Ledakan minat pasar baru-baru ini di seluruh Asia Tenggara telah meluncurkan beberapa kota pusat data baru dan yang sedang berkembang, dengan platform cloud global yang mengalir ke wilayah ini untuk melayani berbagai aplikasi yang digunakan oleh populasi yang semakin melek teknologi. Di mana sebagian besar pembangunan hanya mengarah ke Singapura yang sudah terkoneksi dengan baik di masa lalu, pemberlakuan moratorium resmi untuk pembangunan pusat data baru pada tahun 2019 menyebabkan meluapnya minat di kota-kota lain, terutama dengan mempertimbangkan biaya konstruksi dan listrik yang relatif lebih rendah yang mengarah ke margin operasi yang lebih tinggi. Asia Tenggara pada gilirannya menjadi salah satu kawasan pusat data dengan pertumbuhan tercepat secara global, dengan prospek yang sangat cerah untuk dekade berikutnya.
Jakarta adalah bintang di kawasan ini, yang akhirnya diakui sebagai kekuatan utama dan bukan sekadar tempat untuk mengalihkan beban kerja dari Singapura. Sebagai kota besar global dan pusat bisnis dan pemerintahan yang tak terbantahkan bagi Indonesia, negara dengan populasi terpadat keempat di dunia, pasar grosir Jakarta telah meroket dari kurang dari 40 megawatt lima tahun yang lalu menjadi hampir 200 megawatt saat ini, dan berpotensi meningkat tiga kali lipat seiring dengan proyek-proyek baru yang akan beroperasi dalam lima tahun mendatang.

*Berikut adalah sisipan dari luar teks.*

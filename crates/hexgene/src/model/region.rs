//! Genome regions.

use std::fmt;

use serde::{Deserialize, Serialize};

/// The region a genome was minted for.
///
/// `Global` is the default region; the extended layout can also resolve
/// `Japan` by inference from part markers when the region group itself is
/// unassigned.
#[derive(Debug, Clone, Copy, PartialEq, Eq, Hash, Serialize, Deserialize)]
#[serde(rename_all = "camelCase")]
pub enum Region {
    Global,
    Mystic,
    Japan,
    Xmas,
    Summer,
    StrawberrySummer,
    VanillaSummer,
    Shiny,
    StrawberryShiny,
    VanillaShiny,
}

impl Region {
    /// Returns the string backing value.
    pub fn as_str(self) -> &'static str {
        match self {
            Region::Global => "global",
            Region::Mystic => "mystic",
            Region::Japan => "japan",
            Region::Xmas => "xmas",
            Region::Summer => "summer",
            Region::StrawberrySummer => "strawberrySummer",
            Region::VanillaSummer => "vanillaSummer",
            Region::Shiny => "shiny",
            Region::StrawberryShiny => "strawberryShiny",
            Region::VanillaShiny => "vanillaShiny",
        }
    }
}

impl fmt::Display for Region {
    fn fmt(&self, f: &mut fmt::Formatter<'_>) -> fmt::Result {
        f.write_str(self.as_str())
    }
}
//! Body-part decoding: skin, class and value sub-fields for the three
//! inherited slots, resolved through the external catalogs.

use log::trace;

use crate::catalog::{PartCatalog, TraitCatalog, part_id};
use crate::codec::bits::BitGroups;
use crate::codec::globals::{resolve_class, resolve_part_skin};
use crate::error::DecodeError;
use crate::layout::{LEGACY_SKIN_ZERO, Layout, MYSTIC_SKIN_BITS, SlotSpans};
use crate::model::{PartRecord, PartSkin, PartTrait, PartType};

/// Decodes one body part into its three-slot record.
pub(crate) fn decode_part(
    groups: &BitGroups,
    part_type: PartType,
    traits: &TraitCatalog,
    parts: &PartCatalog,
) -> Result<PartRecord, DecodeError> {
    let layout = groups.layout();
    let spans = layout.parts();
    let bin = groups.part(part_type);

    let d_skin_bits = spans.skin.slice(bin);
    let d_skin = resolve_part_skin(d_skin_bits, groups.region(), groups.xmas())?;
    // Legacy genomes store no recessive skin: the zeroed field resolves to
    // the region default. Extended genomes share one skin across all
    // three slots.
    let r_skin = match layout {
        Layout::Legacy => resolve_part_skin(LEGACY_SKIN_ZERO, groups.region(), groups.xmas())?,
        Layout::Extended => d_skin,
    };

    let dominant = decode_slot(groups, bin, part_type, &spans.dominant, d_skin, traits, parts)?;
    let recessive1 =
        decode_slot(groups, bin, part_type, &spans.recessive1, r_skin, traits, parts)?;
    let recessive2 =
        decode_slot(groups, bin, part_type, &spans.recessive2, r_skin, traits, parts)?;

    // Both mystic conditions are checked under both layouts; the raw-bits
    // sentinel can only ever match the extended 4-bit skin field.
    let mystic = d_skin == PartSkin::Mystic || d_skin_bits == MYSTIC_SKIN_BITS;
    trace!("{part_type}: dominant {} (mystic: {mystic})", dominant.part_id);

    Ok(PartRecord { dominant, recessive1, recessive2, mystic })
}

/// Decodes one inherited slot of a part into its resolved trait.
fn decode_slot(
    groups: &BitGroups,
    bin: &str,
    part_type: PartType,
    spans: &SlotSpans,
    skin: PartSkin,
    traits: &TraitCatalog,
    parts: &PartCatalog,
) -> Result<PartTrait, DecodeError> {
    let class = resolve_class(spans.class.slice(bin), groups.layout())?;
    let value_bits = spans.value.slice(bin);

    let name = traits.trait_name(class, part_type, value_bits, skin)?;
    let id = part_id(part_type, name);
    let definition = parts
        .get(&id)
        .ok_or_else(|| DecodeError::UnrecognizedPartGene { part_id: id.clone() })?;

    Ok(PartTrait {
        class: definition.class,
        name: definition.name.clone(),
        part_id: id,
        part_type: definition.part_type,
        special_genes: definition.special_genes.clone(),
    })
}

EdgeConneX baru-baru ini menutup kesepakatan senilai $403,8 juta dalam pembiayaan Sustainability-Linked Senior, yang membuka jalan bagi peningkatan kemampuan keberlanjutan, termasuk efisiensi daya, sumber energi terbarukan, dan langkah-langkah keamanan yang lebih baik bagi EdgeConneX untuk mengembangkan beberapa pusat data di wilayah metro Jakarta. Hal ini akan membuat kampus hiperskala EdgeConneX Indonesia di Jakarta menjadi lebih dari 120MW.
Pasar sekunder di Indonesia sudah terbentuk di Batam, berkat kedekatannya dengan Singapura dan keinginan pemerintah setempat untuk memprioritaskan pasar data center.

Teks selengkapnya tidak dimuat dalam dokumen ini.